Stored data:
*** Block opens ***

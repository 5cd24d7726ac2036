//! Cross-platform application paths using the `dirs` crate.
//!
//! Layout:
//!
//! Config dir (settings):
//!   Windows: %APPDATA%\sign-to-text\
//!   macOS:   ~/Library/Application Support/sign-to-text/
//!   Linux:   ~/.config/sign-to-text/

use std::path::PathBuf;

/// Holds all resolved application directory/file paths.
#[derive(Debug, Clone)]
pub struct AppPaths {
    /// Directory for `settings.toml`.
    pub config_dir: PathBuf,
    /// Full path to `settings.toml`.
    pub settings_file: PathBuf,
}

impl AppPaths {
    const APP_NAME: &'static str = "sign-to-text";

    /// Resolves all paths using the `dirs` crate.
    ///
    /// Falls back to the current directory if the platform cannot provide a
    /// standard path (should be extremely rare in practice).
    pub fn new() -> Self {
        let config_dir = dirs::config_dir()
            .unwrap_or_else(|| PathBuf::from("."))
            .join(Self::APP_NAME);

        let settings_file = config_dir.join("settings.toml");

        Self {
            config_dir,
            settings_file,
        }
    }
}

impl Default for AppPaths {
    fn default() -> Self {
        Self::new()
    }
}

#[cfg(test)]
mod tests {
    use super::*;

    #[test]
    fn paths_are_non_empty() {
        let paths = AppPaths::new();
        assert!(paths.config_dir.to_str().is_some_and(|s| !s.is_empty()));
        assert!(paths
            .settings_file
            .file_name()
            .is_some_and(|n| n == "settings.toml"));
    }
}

*** Block closes ***
*** Block opens ***

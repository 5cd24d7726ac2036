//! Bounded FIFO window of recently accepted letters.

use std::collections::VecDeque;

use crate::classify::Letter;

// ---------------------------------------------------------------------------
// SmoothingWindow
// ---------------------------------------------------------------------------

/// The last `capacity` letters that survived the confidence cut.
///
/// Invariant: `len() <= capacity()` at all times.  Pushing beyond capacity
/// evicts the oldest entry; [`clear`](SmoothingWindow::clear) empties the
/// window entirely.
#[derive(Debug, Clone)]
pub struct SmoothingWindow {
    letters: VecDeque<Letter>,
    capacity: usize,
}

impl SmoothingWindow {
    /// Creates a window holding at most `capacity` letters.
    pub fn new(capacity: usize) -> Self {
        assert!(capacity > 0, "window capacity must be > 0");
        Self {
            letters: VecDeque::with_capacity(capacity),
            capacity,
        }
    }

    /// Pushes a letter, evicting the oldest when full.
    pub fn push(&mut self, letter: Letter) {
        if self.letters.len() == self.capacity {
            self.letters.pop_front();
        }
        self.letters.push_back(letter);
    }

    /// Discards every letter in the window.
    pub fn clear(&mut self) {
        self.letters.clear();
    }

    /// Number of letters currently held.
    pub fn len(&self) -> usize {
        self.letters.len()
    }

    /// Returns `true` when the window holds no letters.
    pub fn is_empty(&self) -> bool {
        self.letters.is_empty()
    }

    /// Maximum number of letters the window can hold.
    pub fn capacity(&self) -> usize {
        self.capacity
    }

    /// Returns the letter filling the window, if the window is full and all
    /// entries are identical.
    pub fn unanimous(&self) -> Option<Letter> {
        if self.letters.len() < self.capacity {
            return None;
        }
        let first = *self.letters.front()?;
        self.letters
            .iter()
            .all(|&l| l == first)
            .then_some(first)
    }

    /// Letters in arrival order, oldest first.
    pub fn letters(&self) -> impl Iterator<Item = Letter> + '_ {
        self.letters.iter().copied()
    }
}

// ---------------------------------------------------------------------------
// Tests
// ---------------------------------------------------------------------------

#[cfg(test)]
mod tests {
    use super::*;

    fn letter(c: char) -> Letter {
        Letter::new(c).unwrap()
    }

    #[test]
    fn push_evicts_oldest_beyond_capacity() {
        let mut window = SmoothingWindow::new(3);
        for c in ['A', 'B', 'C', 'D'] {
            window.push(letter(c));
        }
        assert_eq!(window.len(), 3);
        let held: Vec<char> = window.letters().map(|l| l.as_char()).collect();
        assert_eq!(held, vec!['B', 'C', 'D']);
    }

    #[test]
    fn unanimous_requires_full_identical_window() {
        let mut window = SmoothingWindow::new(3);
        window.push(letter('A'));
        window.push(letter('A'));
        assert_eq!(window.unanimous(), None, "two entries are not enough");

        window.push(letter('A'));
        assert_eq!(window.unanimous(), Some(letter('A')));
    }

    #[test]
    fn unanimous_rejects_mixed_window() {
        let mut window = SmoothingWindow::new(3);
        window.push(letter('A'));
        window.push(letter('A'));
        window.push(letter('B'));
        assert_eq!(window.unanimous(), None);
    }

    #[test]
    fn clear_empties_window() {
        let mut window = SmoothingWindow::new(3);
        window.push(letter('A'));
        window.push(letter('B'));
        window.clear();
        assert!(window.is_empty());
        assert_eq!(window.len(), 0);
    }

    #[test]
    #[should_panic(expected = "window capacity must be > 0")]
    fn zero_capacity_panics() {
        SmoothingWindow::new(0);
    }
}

*** Block closes ***
*** Block opens ***

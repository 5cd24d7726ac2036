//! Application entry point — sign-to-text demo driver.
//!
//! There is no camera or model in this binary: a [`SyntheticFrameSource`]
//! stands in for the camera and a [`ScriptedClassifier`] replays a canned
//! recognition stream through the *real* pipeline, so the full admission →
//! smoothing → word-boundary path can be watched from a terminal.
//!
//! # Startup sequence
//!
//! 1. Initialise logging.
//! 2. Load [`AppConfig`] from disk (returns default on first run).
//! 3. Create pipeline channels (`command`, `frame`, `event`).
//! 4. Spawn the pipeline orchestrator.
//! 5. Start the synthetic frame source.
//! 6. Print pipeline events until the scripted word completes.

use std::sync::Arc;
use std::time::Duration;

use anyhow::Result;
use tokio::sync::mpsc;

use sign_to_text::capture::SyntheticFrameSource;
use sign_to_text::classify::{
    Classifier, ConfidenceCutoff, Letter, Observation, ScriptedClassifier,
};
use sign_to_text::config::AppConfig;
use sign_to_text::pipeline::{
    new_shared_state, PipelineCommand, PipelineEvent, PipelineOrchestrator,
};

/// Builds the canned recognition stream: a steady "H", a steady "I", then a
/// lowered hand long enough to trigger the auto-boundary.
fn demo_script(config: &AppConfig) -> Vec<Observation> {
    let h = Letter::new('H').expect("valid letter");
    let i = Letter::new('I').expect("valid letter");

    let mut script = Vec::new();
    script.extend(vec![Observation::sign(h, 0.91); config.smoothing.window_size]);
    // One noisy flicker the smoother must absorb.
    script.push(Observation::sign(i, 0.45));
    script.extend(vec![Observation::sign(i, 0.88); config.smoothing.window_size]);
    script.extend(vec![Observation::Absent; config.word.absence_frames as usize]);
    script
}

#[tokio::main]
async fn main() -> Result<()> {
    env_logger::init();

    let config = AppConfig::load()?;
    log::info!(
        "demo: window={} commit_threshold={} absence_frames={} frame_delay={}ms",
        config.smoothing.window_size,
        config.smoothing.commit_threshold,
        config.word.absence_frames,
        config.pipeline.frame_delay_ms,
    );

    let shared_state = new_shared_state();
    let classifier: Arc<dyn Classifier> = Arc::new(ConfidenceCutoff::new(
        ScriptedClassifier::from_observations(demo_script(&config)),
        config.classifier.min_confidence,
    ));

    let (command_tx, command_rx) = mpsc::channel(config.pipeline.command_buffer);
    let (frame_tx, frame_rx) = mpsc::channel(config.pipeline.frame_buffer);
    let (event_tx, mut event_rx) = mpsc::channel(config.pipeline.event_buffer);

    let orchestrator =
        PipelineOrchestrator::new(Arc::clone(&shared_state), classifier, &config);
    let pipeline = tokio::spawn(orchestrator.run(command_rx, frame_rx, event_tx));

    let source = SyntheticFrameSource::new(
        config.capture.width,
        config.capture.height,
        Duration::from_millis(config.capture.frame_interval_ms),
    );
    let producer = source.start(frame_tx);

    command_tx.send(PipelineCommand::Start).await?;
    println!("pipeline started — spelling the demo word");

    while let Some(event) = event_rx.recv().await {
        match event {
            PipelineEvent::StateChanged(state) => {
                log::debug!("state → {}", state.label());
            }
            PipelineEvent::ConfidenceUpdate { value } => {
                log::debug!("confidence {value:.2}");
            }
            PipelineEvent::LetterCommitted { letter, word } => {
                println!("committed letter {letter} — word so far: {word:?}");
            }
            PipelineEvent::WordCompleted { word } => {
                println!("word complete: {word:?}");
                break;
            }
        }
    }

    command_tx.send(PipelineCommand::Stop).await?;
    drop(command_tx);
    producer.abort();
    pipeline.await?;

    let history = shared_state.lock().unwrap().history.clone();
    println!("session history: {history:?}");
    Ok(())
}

*** Block closes ***

**TASK STATEMENT:** Reproduce each line of the records in which the string "send" appears.

**YOUR RESPONSE:**
    command_tx.send(PipelineCommand::Start).await?;
    command_tx.send(PipelineCommand::Stop).await?;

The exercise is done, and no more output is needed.